//! Serializable view model of a page.

use reelview_model::{
    ContentDetail, ContentId, ContentItem, ImagePathResolver, ImageSize,
};
use serde::Serialize;

use super::kind::PageKind;
use crate::carousel::Direction;

#[derive(Debug, Clone, PartialEq, Serialize)]
pub struct PageSnapshot {
    pub page: PageKind,
    pub path: String,
    /// Page-wide loading state; only set by pages with a unified policy.
    pub loading: bool,
    pub banner: Option<BannerSnapshot>,
    pub sliders: Vec<SliderSnapshot>,
    pub overlay: Option<OverlaySnapshot>,
}

#[derive(Debug, Clone, PartialEq, Serialize)]
pub struct BannerSnapshot {
    pub id: ContentId,
    pub title: String,
    pub overview: String,
    pub image_url: String,
}

impl BannerSnapshot {
    pub(crate) fn new(
        item: &ContentItem,
        resolver: &ImagePathResolver,
        size: ImageSize,
    ) -> Self {
        Self {
            id: item.id,
            title: item.title.clone(),
            overview: item.overview.clone(),
            image_url: item.backdrop_url(resolver, Some(size)),
        }
    }
}

#[derive(Debug, Clone, PartialEq, Serialize)]
pub struct SliderSnapshot {
    pub key: String,
    pub title: String,
    pub loading: bool,
    pub page_index: usize,
    pub page_count: usize,
    pub direction: Direction,
    pub animating: bool,
    pub cards: Vec<CardSnapshot>,
}

#[derive(Debug, Clone, PartialEq, Serialize)]
pub struct CardSnapshot {
    pub id: ContentId,
    pub title: String,
    pub image_url: String,
}

impl CardSnapshot {
    pub(crate) fn new(
        item: &ContentItem,
        resolver: &ImagePathResolver,
        size: ImageSize,
    ) -> Self {
        Self {
            id: item.id,
            title: item.title.clone(),
            image_url: item.card_image_url(resolver, size),
        }
    }
}

/// Open overlay. `item` and `detail` are filled in as far as data allows;
/// both absent means an empty shell.
#[derive(Debug, Clone, PartialEq, Serialize)]
pub struct OverlaySnapshot {
    /// Id exactly as routed.
    pub item_id: String,
    /// Key of the slider the item was found in.
    pub slider: Option<String>,
    pub item: Option<OverlayItem>,
    pub detail: Option<OverlayDetail>,
}

/// Overlay fields taken straight from the list item, available as soon as
/// the slider has loaded.
#[derive(Debug, Clone, PartialEq, Serialize)]
pub struct OverlayItem {
    pub id: ContentId,
    pub title: String,
    pub overview: String,
    pub image_url: String,
    pub release_date: Option<String>,
    pub rating: Option<String>,
}

impl OverlayItem {
    pub(crate) fn new(
        item: &ContentItem,
        resolver: &ImagePathResolver,
        size: ImageSize,
    ) -> Self {
        Self {
            id: item.id,
            title: item.title.clone(),
            overview: item.overview.clone(),
            image_url: item.backdrop_url(resolver, Some(size)),
            release_date: item.release_date.clone(),
            rating: item.rating_label(),
        }
    }
}

#[derive(Debug, Clone, PartialEq, Serialize)]
pub struct OverlayDetail {
    pub tagline: Option<String>,
    pub release_year: Option<String>,
    pub runtime: Option<String>,
    pub rating: Option<String>,
    pub genres: Vec<String>,
}

impl From<&ContentDetail> for OverlayDetail {
    fn from(detail: &ContentDetail) -> Self {
        Self {
            tagline: detail.tagline.clone(),
            release_year: detail.release_year().map(str::to_string),
            runtime: detail.runtime_label(),
            rating: detail.rating_label(),
            genres: detail.genres.iter().map(|g| g.name.clone()).collect(),
        }
    }
}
________________________________________
Please set down the material above once more, word for word.

//! Serializable view model of a page.

use reelview_model::{
    ContentDetail, ContentId, ContentItem, ImagePathResolver, ImageSize,
};
use serde::Serialize;

use super::kind::PageKind;
use crate::carousel::Direction;

#[derive(Debug, Clone, PartialEq, Serialize)]
pub struct PageSnapshot {
    pub page: PageKind,
    pub path: String,
    /// Page-wide loading state; only set by pages with a unified policy.
    pub loading: bool,
    pub banner: Option<BannerSnapshot>,
    pub sliders: Vec<SliderSnapshot>,
    pub overlay: Option<OverlaySnapshot>,
}

#[derive(Debug, Clone, PartialEq, Serialize)]
pub struct BannerSnapshot {
    pub id: ContentId,
    pub title: String,
    pub overview: String,
    pub image_url: String,
}

impl BannerSnapshot {
    pub(crate) fn new(
        item: &ContentItem,
        resolver: &ImagePathResolver,
        size: ImageSize,
    ) -> Self {
        Self {
            id: item.id,
            title: item.title.clone(),
            overview: item.overview.clone(),
            image_url: item.backdrop_url(resolver, Some(size)),
        }
    }
}

#[derive(Debug, Clone, PartialEq, Serialize)]
pub struct SliderSnapshot {
    pub key: String,
    pub title: String,
    pub loading: bool,
    pub page_index: usize,
    pub page_count: usize,
    pub direction: Direction,
    pub animating: bool,
    pub cards: Vec<CardSnapshot>,
}

#[derive(Debug, Clone, PartialEq, Serialize)]
pub struct CardSnapshot {
    pub id: ContentId,
    pub title: String,
    pub image_url: String,
}

impl CardSnapshot {
    pub(crate) fn new(
        item: &ContentItem,
        resolver: &ImagePathResolver,
        size: ImageSize,
    ) -> Self {
        Self {
            id: item.id,
            title: item.title.clone(),
            image_url: item.card_image_url(resolver, size),
        }
    }
}

/// Open overlay. `item` and `detail` are filled in as far as data allows;
/// both absent means an empty shell.
#[derive(Debug, Clone, PartialEq, Serialize)]
pub struct OverlaySnapshot {
    /// Id exactly as routed.
    pub item_id: String,
    /// Key of the slider the item was found in.
    pub slider: Option<String>,
    pub item: Option<OverlayItem>,
    pub detail: Option<OverlayDetail>,
}

/// Overlay fields taken straight from the list item, available as soon as
/// the slider has loaded.
#[derive(Debug, Clone, PartialEq, Serialize)]
pub struct OverlayItem {
    pub id: ContentId,
    pub title: String,
    pub overview: String,
    pub image_url: String,
    pub release_date: Option<String>,
    pub rating: Option<String>,
}

impl OverlayItem {
    pub(crate) fn new(
        item: &ContentItem,
        resolver: &ImagePathResolver,
        size: ImageSize,
    ) -> Self {
        Self {
            id: item.id,
            title: item.title.clone(),
            overview: item.overview.clone(),
            image_url: item.backdrop_url(resolver, Some(size)),
            release_date: item.release_date.clone(),
            rating: item.rating_label(),
        }
    }
}

#[derive(Debug, Clone, PartialEq, Serialize)]
pub struct OverlayDetail {
    pub tagline: Option<String>,
    pub release_year: Option<String>,
    pub runtime: Option<String>,
    pub rating: Option<String>,
    pub genres: Vec<String>,
}

impl From<&ContentDetail> for OverlayDetail {
    fn from(detail: &ContentDetail) -> Self {
        Self {
            tagline: detail.tagline.clone(),
            release_year: detail.release_year().map(str::to_string),
            runtime: detail.runtime_label(),
            rating: detail.rating_label(),
            genres: detail.genres.iter().map(|g| g.name.clone()).collect(),
        }
    }
}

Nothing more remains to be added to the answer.